There are several words that you are using to describe this situation that could be hindering your ability to see all of your daughter's options :) If you believe that she "requires" and "needs" therapy, that her skills are "below where they should be", then these are thoughts that focus your energy in only one direction- therapy.

The most important thing to consider is the fact that your daughter doesn't want to go to therapy and doesn't see any benefit in attending right now. Right now is not forever and if she doesn't want to be there, is she really going to make any progress? Another thing to consider is her relationship with the therapist. Even if her therapist is kind, the sessions, by their very nature, are set up with one person (therapist) knowing the "right way" to do something and the other person (your daughter) not knowing and needing to be "fixed".

My two younger sons both would be considered candidates for speech therapy, according to the developmental charts measuring such things. Neither of them has any interest at all in receiving assistance right now, though they have both attended speech therapy in the past. Arthur, our 9yo, is pretty introspective and isn't driven to talk with too many people outside of his family. In his case, therapy was not offering anything he wanted or needed so we stopped taking him. He communicates well, in his own way, to have his needs met. Our 7yo, Ethan, didn't enjoy therapy at all and asked to stop. He has made huge leaps in his ability to speak and be understood over the past year or so because he wants to be understood! It's important to him to be able to talk to the people he meets and he will often repeat words and phrases in an effort to speak clearly. As time goes on, I am needed less and less to "translate" for him because he is honing his skills on his own, in his own time. There is no worry about where he "should" be. He IS where he should be, for him :)

My recommendation would be to put those reports that rate your daughter's abilities in a drawer and just give her some time and space. Watch and listen to her talking, talk with her about the things that she loves without correcting any "mistakes" she might make while speaking. If she becomes frustrated later, there are many options available to her from professional therapy to books and games that you can work on at home.

Good Luck!
Heather

plaidpanties666

--- In [email protected], crystal rid <cryway2@...> wrote:
>Everyone she spends tike with now understands her 99% of he time.
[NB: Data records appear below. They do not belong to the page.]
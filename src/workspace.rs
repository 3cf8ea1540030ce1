//! Host side of a drawing session: routes pointer input to the drawer while
//! it is subscribed, collects emitted annotations and hands them to the
//! store.

use anyhow::Result;
use eframe::egui;
use log::{debug, info};

use crate::annotation::{Annotation, AnnotationBatch};
use crate::canvas::Canvas;
use crate::drawer::{DrawError, PointerOutcome, PolygonDrawer};
use crate::render::render_annotation;
use crate::store::AnnotationStore;
use crate::surface::PointerEventKind;

pub struct Workspace {
    canvas: Canvas,
    drawer: PolygonDrawer,
    /// Annotations already persisted; redrawn after every reset.
    saved: Vec<Annotation>,
    /// Finished this session, not yet handed to the store.
    pending: Vec<Annotation>,
}

impl Workspace {
    pub fn new(mut canvas: Canvas, saved: Vec<Annotation>) -> Self {
        for ann in &saved {
            render_annotation(&mut canvas, ann);
        }
        Self {
            canvas,
            drawer: PolygonDrawer::new(),
            saved,
            pending: Vec::new(),
        }
    }

    pub fn canvas(&self) -> &Canvas {
        &self.canvas
    }

    pub fn canvas_mut(&mut self) -> &mut Canvas {
        &mut self.canvas
    }

    pub fn drawer(&self) -> &PolygonDrawer {
        &self.drawer
    }

    pub fn saved(&self) -> &[Annotation] {
        &self.saved
    }

    pub fn pending(&self) -> &[Annotation] {
        &self.pending
    }

    pub fn has_pending(&self) -> bool {
        !self.pending.is_empty()
    }

    pub fn start(&mut self, label: &str) -> Result<(), DrawError> {
        self.drawer.start(label, &mut self.canvas)
    }

    pub fn close(&mut self) -> Result<&Annotation, DrawError> {
        let ann = self.drawer.close(&mut self.canvas)?;
        Ok(self.accept(ann))
    }

    pub fn cancel(&mut self) -> bool {
        self.drawer.cancel(&mut self.canvas)
    }

    /// Deliver a pointer press at a screen position. Returns the annotation
    /// if the press closed a polygon.
    pub fn pointer_down(&mut self, screen_pos: egui::Pos2) -> Result<Option<&Annotation>, DrawError> {
        if !self.canvas.is_subscribed(PointerEventKind::Down) {
            return Ok(None);
        }
        let Some(pos) = self.canvas.pointer_position(screen_pos) else {
            return Ok(None);
        };
        match self.drawer.on_pointer_down(pos, &mut self.canvas)? {
            PointerOutcome::Closed(ann) => Ok(Some(self.accept(ann))),
            _ => Ok(None),
        }
    }

    pub fn pointer_move(&mut self, screen_pos: egui::Pos2) {
        if !self.canvas.is_subscribed(PointerEventKind::Move) {
            return;
        }
        if let Some(pos) = self.canvas.pointer_position(screen_pos) {
            self.drawer.on_pointer_move(pos, &mut self.canvas);
        }
    }

    fn accept(&mut self, ann: Annotation) -> &Annotation {
        info!(
            "new annotation '{}' ({} points)",
            ann.label(),
            ann.points().len()
        );
        self.pending.push(ann);
        &self.pending[self.pending.len() - 1]
    }

    /// Everything the store should hold after a save.
    pub fn batch(&self) -> AnnotationBatch {
        AnnotationBatch::new(self.saved.iter().chain(&self.pending).cloned().collect())
    }

    /// Returns `false` without touching the store when nothing is pending.
    pub fn save(&mut self, store: &AnnotationStore) -> Result<bool> {
        if !self.has_pending() {
            debug!("nothing to save");
            return Ok(false);
        }
        store.save(&self.batch())?;
        self.saved.append(&mut self.pending);
        Ok(true)
    }

    /// Throw away unsaved work and redraw the stored annotations.
    pub fn reset(&mut self) {
        self.drawer.cancel(&mut self.canvas);
        self.canvas.clear();
        self.pending.clear();
        for ann in &self.saved {
            render_annotation(&mut self.canvas, ann);
        }
    }
}

#[cfg(test)]
mod tests {
    use super::*;
    use crate::geometry::Point;
    use crate::surface::{CursorStyle, Shape};

    fn square(label: &str, origin: f32) -> Annotation {
        Annotation::new(
            label,
            vec![
                Point::new(origin, origin),
                Point::new(origin + 20.0, origin),
                Point::new(origin + 20.0, origin + 20.0),
                Point::new(origin, origin + 20.0),
            ],
        )
        .unwrap()
    }

    fn workspace(saved: Vec<Annotation>) -> Workspace {
        Workspace::new(Canvas::headless(egui::vec2(800.0, 600.0)), saved)
    }

    fn draw_triangle(ws: &mut Workspace, label: &str) {
        ws.start(label).unwrap();
        for (x, y) in [(100.0, 100.0), (200.0, 100.0), (150.0, 180.0)] {
            ws.pointer_down(egui::pos2(x, y)).unwrap();
        }
        let closed = ws.pointer_down(egui::pos2(103.0, 98.0)).unwrap();
        assert_eq!(closed.map(Annotation::label), Some(label));
    }

    #[test]
    fn renders_saved_annotations() {
        let ws = workspace(vec![square("a", 0.0), square("b", 100.0)]);
        let polygons = ws
            .canvas()
            .shapes()
            .filter(|s| matches!(s, Shape::Polygon { .. }))
            .count();
        assert_eq!(polygons, 2);
        assert_eq!(ws.canvas().len(), 4);
    }

    #[test]
    fn pointer_is_ignored_until_started() {
        let mut ws = workspace(Vec::new());
        assert_eq!(ws.pointer_down(egui::pos2(10.0, 10.0)), Ok(None));
        ws.pointer_move(egui::pos2(20.0, 20.0));
        assert!(ws.canvas().is_empty());
        assert!(ws.drawer().points().is_empty());
    }

    #[test]
    fn screen_positions_go_through_the_viewport() {
        let mut ws = workspace(Vec::new());
        ws.canvas_mut().viewport.zoom = 2.0;
        ws.start("tree").unwrap();
        // centre of the screen rect is the centre of the canvas
        ws.pointer_down(egui::pos2(400.0, 300.0)).unwrap();
        ws.pointer_down(egui::pos2(420.0, 300.0)).unwrap();
        assert_eq!(
            ws.drawer().points(),
            &[Point::new(400.0, 300.0), Point::new(410.0, 300.0)]
        );
    }

    #[test]
    fn closed_polygons_become_pending() {
        let mut ws = workspace(vec![square("old", 0.0)]);
        draw_triangle(&mut ws, "roof");
        assert!(ws.has_pending());
        assert_eq!(ws.pending().len(), 1);
        assert_eq!(ws.pending()[0].points().len(), 3);
        assert_eq!(ws.canvas().cursor(), CursorStyle::Default);

        // after closing, clicks no longer reach the drawer
        assert_eq!(ws.pointer_down(egui::pos2(300.0, 300.0)), Ok(None));
        assert!(ws.drawer().points().is_empty());
        assert_eq!(ws.batch().annotations.len(), 2);
    }

    #[test]
    fn explicit_close_reports_too_few_points() {
        let mut ws = workspace(Vec::new());
        ws.start("tree").unwrap();
        ws.pointer_down(egui::pos2(1.0, 1.0)).unwrap();
        assert_eq!(
            ws.close().err(),
            Some(DrawError::TooFewPoints { count: 1 })
        );
        assert!(!ws.has_pending());
        assert!(ws.drawer().is_drawing());
    }

    #[test]
    fn save_moves_pending_to_saved() {
        let dir = tempfile::tempdir().unwrap();
        let store = AnnotationStore::new(dir.path().join("img.png.annotations.json"));
        let mut ws = workspace(vec![square("old", 0.0)]);
        draw_triangle(&mut ws, "roof");

        assert!(ws.save(&store).unwrap());
        assert!(!ws.has_pending());
        assert_eq!(ws.saved().len(), 2);
        let on_disk = store.load().unwrap();
        assert_eq!(on_disk.annotations, ws.saved());
    }

    #[test]
    fn save_without_pending_writes_nothing() {
        let dir = tempfile::tempdir().unwrap();
        let store = AnnotationStore::new(dir.path().join("img.png.annotations.json"));
        let mut ws = workspace(vec![square("old", 0.0)]);
        assert!(!ws.save(&store).unwrap());
        assert!(!store.path().exists());
    }

    #[test]
    fn reset_discards_unsaved_work() {
        let mut ws = workspace(vec![square("old", 0.0)]);
        draw_triangle(&mut ws, "roof");
        ws.start("half").unwrap();
        ws.pointer_down(egui::pos2(500.0, 500.0)).unwrap();

        ws.reset();
        assert!(!ws.has_pending());
        assert!(!ws.drawer().is_drawing());
        assert_eq!(ws.canvas().len(), 2);
        assert!(!ws.canvas().is_subscribed(PointerEventKind::Down));
    }
}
That's really the point of speech, isn't it - to be understood? If she was having trouble being understood by people around her and frustrated with that, but still not wanting speech therapy, it would be worth looking into other communication methods, like sign language or the system someone recommended to Karen (sounds neat!) in her thread on bribery. But if she's comfortable with the degree to which she is being understood then its really logical for her to not be interested in "more". As far as she's concerned, "more" is too much work for nothing.
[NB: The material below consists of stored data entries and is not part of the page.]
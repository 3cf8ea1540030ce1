use std::path::PathBuf;

use anyhow::{anyhow, bail, Result};
use clap::Parser;
use eframe::egui;
use log::info;

use polygon_annotate::app::AnnotateApp;
use polygon_annotate::config::Args;

fn pick_image() -> Option<PathBuf> {
    rfd::FileDialog::new()
        .set_title("Choose an image to annotate")
        .add_filter("Images", &["png", "jpg", "jpeg", "webp", "gif", "bmp"])
        .pick_file()
}

fn main() -> Result<()> {
    env_logger::Builder::from_env(env_logger::Env::default().default_filter_or("info")).init();

    let args = Args::parse();
    let Some(image_path) = args.image.clone().or_else(pick_image) else {
        bail!("no image selected");
    };
    if !image_path.exists() {
        bail!("file not found: {}", image_path.display());
    }

    let store = args.store_for(&image_path);
    info!(
        "annotating {} (annotations in {})",
        image_path.display(),
        store.path().display()
    );

    let title = format!(
        "polygon-annotate — {}",
        image_path
            .file_name()
            .unwrap_or_default()
            .to_str()
            .unwrap_or("")
    );

    let options = eframe::NativeOptions {
        viewport: egui::ViewportBuilder::default()
            .with_inner_size([1200.0, 800.0])
            .with_title(&title),
        ..Default::default()
    };

    let canvas_size = args.canvas_size();
    eframe::run_native(
        &title,
        options,
        Box::new(move |_cc| Ok(Box::new(AnnotateApp::new(image_path, store, canvas_size)))),
    )
    .map_err(|e| anyhow!("failed to run eframe: {e}"))
}
use std::path::PathBuf;

use clap::Parser;
use eframe::egui;

use crate::canvas::{DEFAULT_CANVAS_HEIGHT, DEFAULT_CANVAS_WIDTH};
use crate::store::AnnotationStore;

/// Draw labeled polygons over an image.
#[derive(Debug, Parser)]
#[command(name = "polygon-annotate", version)]
pub struct Args {
    /// Image to annotate. A file picker opens when omitted.
    pub image: Option<PathBuf>,

    /// Where annotations are read from and saved to
    /// [default: <IMAGE>.annotations.json next to the image]
    #[arg(long)]
    pub annotations: Option<PathBuf>,

    /// Drawing surface width in pixels
    #[arg(long, default_value_t = DEFAULT_CANVAS_WIDTH)]
    pub width: f32,

    /// Drawing surface height in pixels
    #[arg(long, default_value_t = DEFAULT_CANVAS_HEIGHT)]
    pub height: f32,
}

impl Args {
    pub fn canvas_size(&self) -> egui::Vec2 {
        egui::vec2(self.width.max(1.0), self.height.max(1.0))
    }

    pub fn store_for(&self, image_path: &std::path::Path) -> AnnotationStore {
        match &self.annotations {
            Some(path) => AnnotationStore::new(path.clone()),
            None => AnnotationStore::for_image(image_path),
        }
    }
}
That doesn't mean it will always be too much work, but speech therapy is a mixed bag on a good day. Some speech therapists will come right out and say its of limited utility - its a good example of teaching not being the best way to learn. Kids with speech difficulties generally "progress" at a pretty similare rate whether in therapy or not.

So step back a little and take a deep breath! Not all kids are totally verbal. I have an 8yo who's not very verbal at all - its kind of surprising to me to be around her age-peers sometimes and realize just how quiet she it. She's very expressive, creative and curious about her world, but language isn't her favorite tool. That's one kind of normal ;)
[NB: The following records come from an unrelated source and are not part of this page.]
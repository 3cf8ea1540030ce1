use log::warn;
use serde::{Deserialize, Serialize};

/// A position in surface-pixel space.
#[derive(Clone, Copy, Debug, PartialEq, Default, Serialize, Deserialize)]
pub struct Point {
    pub x: f32,
    pub y: f32,
}

impl Point {
    pub const fn new(x: f32, y: f32) -> Self {
        Self { x, y }
    }

    pub fn distance_to(self, other: Point) -> f32 {
        (self.x - other.x).hypot(self.y - other.y)
    }
}

impl From<(f32, f32)> for Point {
    fn from((x, y): (f32, f32)) -> Self {
        Self { x, y }
    }
}

/// Arithmetic mean of the vertices, or `None` for an empty slice.
pub fn centroid(points: &[Point]) -> Option<Point> {
    if points.is_empty() {
        return None;
    }
    let n = points.len() as f32;
    let (sx, sy) = points
        .iter()
        .fold((0.0, 0.0), |(sx, sy), p| (sx + p.x, sy + p.y));
    Some(Point::new(sx / n, sy / n))
}

/// Split a simple polygon (concave or not) into triangles, as index triples
/// into `points`.
pub fn triangulate(points: &[Point]) -> Vec<[usize; 3]> {
    if points.len() < 3 {
        return Vec::new();
    }
    let mut vertices = Vec::with_capacity(points.len() * 2);
    for p in points {
        vertices.push(p.x as f64);
        vertices.push(p.y as f64);
    }
    match earcutr::earcut(&vertices, &[], 2) {
        Ok(indices) => indices
            .chunks_exact(3)
            .map(|t| [t[0], t[1], t[2]])
            .collect(),
        Err(e) => {
            warn!("couldn't triangulate a {}-point polygon: {e:?}", points.len());
            Vec::new()
        }
    }
}

#[cfg(test)]
mod tests {
    use super::*;

    fn contains(poly: &[Point], p: Point) -> bool {
        let mut inside = false;
        let mut j = poly.len() - 1;
        for i in 0..poly.len() {
            let (a, b) = (poly[i], poly[j]);
            if (a.y > p.y) != (b.y > p.y) && p.x < (b.x - a.x) * (p.y - a.y) / (b.y - a.y) + a.x {
                inside = !inside;
            }
            j = i;
        }
        inside
    }

    fn triangle_area(a: Point, b: Point, c: Point) -> f32 {
        ((b.x - a.x) * (c.y - a.y) - (c.x - a.x) * (b.y - a.y)).abs() / 2.0
    }

    #[test]
    fn triangulates_concave_l_shape() {
        // starts on the inner corner's arm, so a naive fan from the first
        // vertex would spill outside
        let l_shape: Vec<Point> = [
            (100.0, 20.0),
            (20.0, 20.0),
            (20.0, 100.0),
            (0.0, 100.0),
            (0.0, 0.0),
            (100.0, 0.0),
        ]
        .into_iter()
        .map(Point::from)
        .collect();

        let tris = triangulate(&l_shape);
        assert_eq!(tris.len(), l_shape.len() - 2);
        let mut area = 0.0;
        for [a, b, c] in tris {
            let (a, b, c) = (l_shape[a], l_shape[b], l_shape[c]);
            let mid = centroid(&[a, b, c]).unwrap();
            assert!(contains(&l_shape, mid), "triangle centroid {mid:?} outside");
            area += triangle_area(a, b, c);
        }
        assert!((area - 3600.0).abs() < 1e-2);
    }

    #[test]
    fn too_few_points_give_no_triangles() {
        assert!(triangulate(&[Point::new(0.0, 0.0), Point::new(1.0, 0.0)]).is_empty());
    }

    #[test]
    fn distance_is_euclidean() {
        assert_eq!(Point::new(0.0, 0.0).distance_to(Point::new(3.0, 4.0)), 5.0);
        assert_eq!(Point::new(2.0, 2.0).distance_to(Point::new(2.0, 2.0)), 0.0);
    }

    #[test]
    fn centroid_of_square() {
        let square = [
            Point::new(0.0, 0.0),
            Point::new(10.0, 0.0),
            Point::new(10.0, 10.0),
            Point::new(0.0, 10.0),
        ];
        assert_eq!(centroid(&square), Some(Point::new(5.0, 5.0)));
    }

    #[test]
    fn centroid_matches_coordinate_means() {
        let pts = [
            Point::new(1.0, 7.0),
            Point::new(4.0, -2.0),
            Point::new(10.0, 3.0),
        ];
        let c = centroid(&pts).unwrap();
        assert_eq!(c.x, (1.0 + 4.0 + 10.0) / 3.0);
        assert_eq!(c.y, (7.0 - 2.0 + 3.0) / 3.0);
    }

    #[test]
    fn centroid_of_nothing() {
        assert_eq!(centroid(&[]), None);
    }
}
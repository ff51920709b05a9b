pub const UNKNOWN_NETWORK: &str = "Unknown Network";

/// Human readable name for the chain ids the tool knows about.
pub fn network_name(chain_id: u64) -> &'static str {
    match chain_id {
        1 => "Ethereum Mainnet",
        5 => "Goerli Testnet",
        11155111 => "Sepolia Testnet",
        137 => "Polygon Mainnet",
        42161 => "Arbitrum One",
        10 => "Optimism Mainnet",
        8453 => "Base Mainnet",
        _ => UNKNOWN_NETWORK,
    }
}
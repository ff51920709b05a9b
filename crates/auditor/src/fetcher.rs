use std::fmt;

use alloy::primitives::{hex, keccak256};
use providers::ChainProvider;
use serde::Serialize;
use tracing::{debug, instrument};

use crate::AuditError;

#[derive(Debug, Clone, Copy, PartialEq, Eq)]
pub enum BlockTarget {
    Latest,
    Number(u64),
}

impl BlockTarget {
    pub fn number(&self) -> Option<u64> {
        match self {
            BlockTarget::Latest => None,
            BlockTarget::Number(n) => Some(*n),
        }
    }
}

impl From<Option<u64>> for BlockTarget {
    fn from(number: Option<u64>) -> Self {
        number.map_or(BlockTarget::Latest, BlockTarget::Number)
    }
}

impl fmt::Display for BlockTarget {
    fn fmt(&self, f: &mut fmt::Formatter<'_>) -> fmt::Result {
        match self {
            BlockTarget::Latest => write!(f, "latest"),
            BlockTarget::Number(n) => write!(f, "{}", n),
        }
    }
}

/// One block as reported by the node plus the locally derived checksum.
#[derive(Debug, Clone, PartialEq, Eq, Serialize)]
pub struct BlockReport {
    pub number: u64,
    pub timestamp: u64,
    pub hash: String,
    pub checksum: String,
    #[serde(rename = "transactions")]
    pub transaction_count: usize,
}

/// Keccak-256 over the UTF-8 text of `hash_text`, `0x`-prefixed.
///
/// This is a transcription check on the hash string. It does not re-verify the block.
pub fn checksum(hash_text: &str) -> String {
    hex::encode_prefixed(keccak256(hash_text.as_bytes()))
}

#[instrument(skip_all, fields(target = %target))]
pub async fn fetch_block_details<P: ChainProvider + ?Sized>(
    provider: &P,
    target: BlockTarget,
) -> Result<BlockReport, AuditError> {
    let block = provider
        .get_block(target.number())
        .await
        .map_err(|e| AuditError::BlockFetch(e.to_string()))?
        .ok_or_else(|| AuditError::BlockFetch(format!("block {} not found", target)))?;

    let hash = hex::encode_prefixed(block.hash);
    let checksum = checksum(&hash);
    debug!(number = block.number, %hash, "Fetched block");

    Ok(BlockReport {
        number: block.number,
        timestamp: block.timestamp,
        hash,
        checksum,
        transaction_count: block.transaction_count,
    })
}
use std::{collections::VecDeque, sync::Mutex};

use alloy::primitives::B256;
use async_trait::async_trait;
use providers::{ChainProvider, FetchedBlock};

/// In-memory node used by the unit tests.
pub(crate) struct MockNode {
    connected: bool,
    chain_id: Option<u64>,
    queued_chain_ids: Mutex<VecDeque<Option<u64>>>,
    blocks: Vec<FetchedBlock>,
    block_error: Option<String>,
    pub(crate) block_requests: Mutex<Vec<Option<u64>>>,
}

impl Default for MockNode {
    fn default() -> Self {
        Self {
            connected: true,
            chain_id: Some(1),
            queued_chain_ids: Mutex::new(VecDeque::new()),
            blocks: vec![
                block(100, 1_700_000_000, B256::repeat_byte(0xab), 3),
                block(101, 1_700_000_012, B256::repeat_byte(0xcd), 0),
            ],
            block_error: None,
            block_requests: Mutex::new(Vec::new()),
        }
    }
}

pub(crate) fn block(number: u64, timestamp: u64, hash: B256, txs: usize) -> FetchedBlock {
    FetchedBlock {
        number,
        timestamp,
        hash,
        transaction_count: txs,
    }
}

impl MockNode {
    pub(crate) fn disconnected(mut self) -> Self {
        self.connected = false;
        self
    }

    pub(crate) fn with_chain_id(mut self, chain_id: Option<u64>) -> Self {
        self.chain_id = chain_id;
        self
    }

    /// Answers for the next `chain_id` calls, in order. `None` is a failed call.
    pub(crate) fn with_chain_id_sequence(self, answers: Vec<Option<u64>>) -> Self {
        *self.queued_chain_ids.lock().unwrap() = answers.into();
        self
    }

    pub(crate) fn with_blocks(mut self, blocks: Vec<FetchedBlock>) -> Self {
        self.blocks = blocks;
        self
    }

    pub(crate) fn failing_blocks(mut self, message: &str) -> Self {
        self.block_error = Some(message.to_owned());
        self
    }
}

#[async_trait]
impl ChainProvider for MockNode {
    async fn is_connected(&self) -> bool {
        self.connected
    }

    async fn chain_id(&self) -> eyre::Result<u64> {
        let answer = self
            .queued_chain_ids
            .lock()
            .unwrap()
            .pop_front()
            .unwrap_or(self.chain_id);
        answer.ok_or_else(|| eyre::eyre!("eth_chainId not supported"))
    }

    async fn get_block(&self, number: Option<u64>) -> eyre::Result<Option<FetchedBlock>> {
        self.block_requests.lock().unwrap().push(number);

        if let Some(message) = &self.block_error {
            return Err(eyre::eyre!("{}", message));
        }

        let found = match number {
            Some(n) => self.blocks.iter().find(|b| b.number == n),
            None => self.blocks.iter().max_by_key(|b| b.number),
        };
        Ok(found.cloned())
    }
}
pub mod config;
pub mod networks;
---Meredith (Mo 8, Ray 16)

Joyce Fetteroll

On May 12, 2010, at 9:30 AM, crystal rid wrote:

> The thin I m most worried about is that my mom works with mentally
> challenged people some of whining never had speech and some had a
> little. A lot o them are very hard to understand and would still
> benefit from speech therapy. Yes, theyvare mentally challenged, no
> my daughter isn t although she does have some issues


Do you have any rational reason to believe your daughter will be
difficult to understand because they're difficult to understand?

Or is it just fear that you're trying to soothe?

Is soothing your fear worth the whittling it's doing to your
relationship with your daughter? Is it worth the feeling of
helplessness and the thoughts that you care more about what you want
for her than you do her?

(I'm not saying that because that's what *I* think you're doing. I'm
suggesting that's what your daughter probably feels. If your husband
kept making you do something he wanted for you but you didn't like,
would it feel like love? Would the stronger you protested and the
stronger he insisted, feel like even greater love?)

> She is also receiving some other services that she enjoys that she
> could loose out on I I took her out of speech because she go into
> them because she was in speech.

Does *she* think they're worth putting up with speech therapy for? If
you give her the option and point out the other activities would go
with the therapy, would she choose to stick with the therapy.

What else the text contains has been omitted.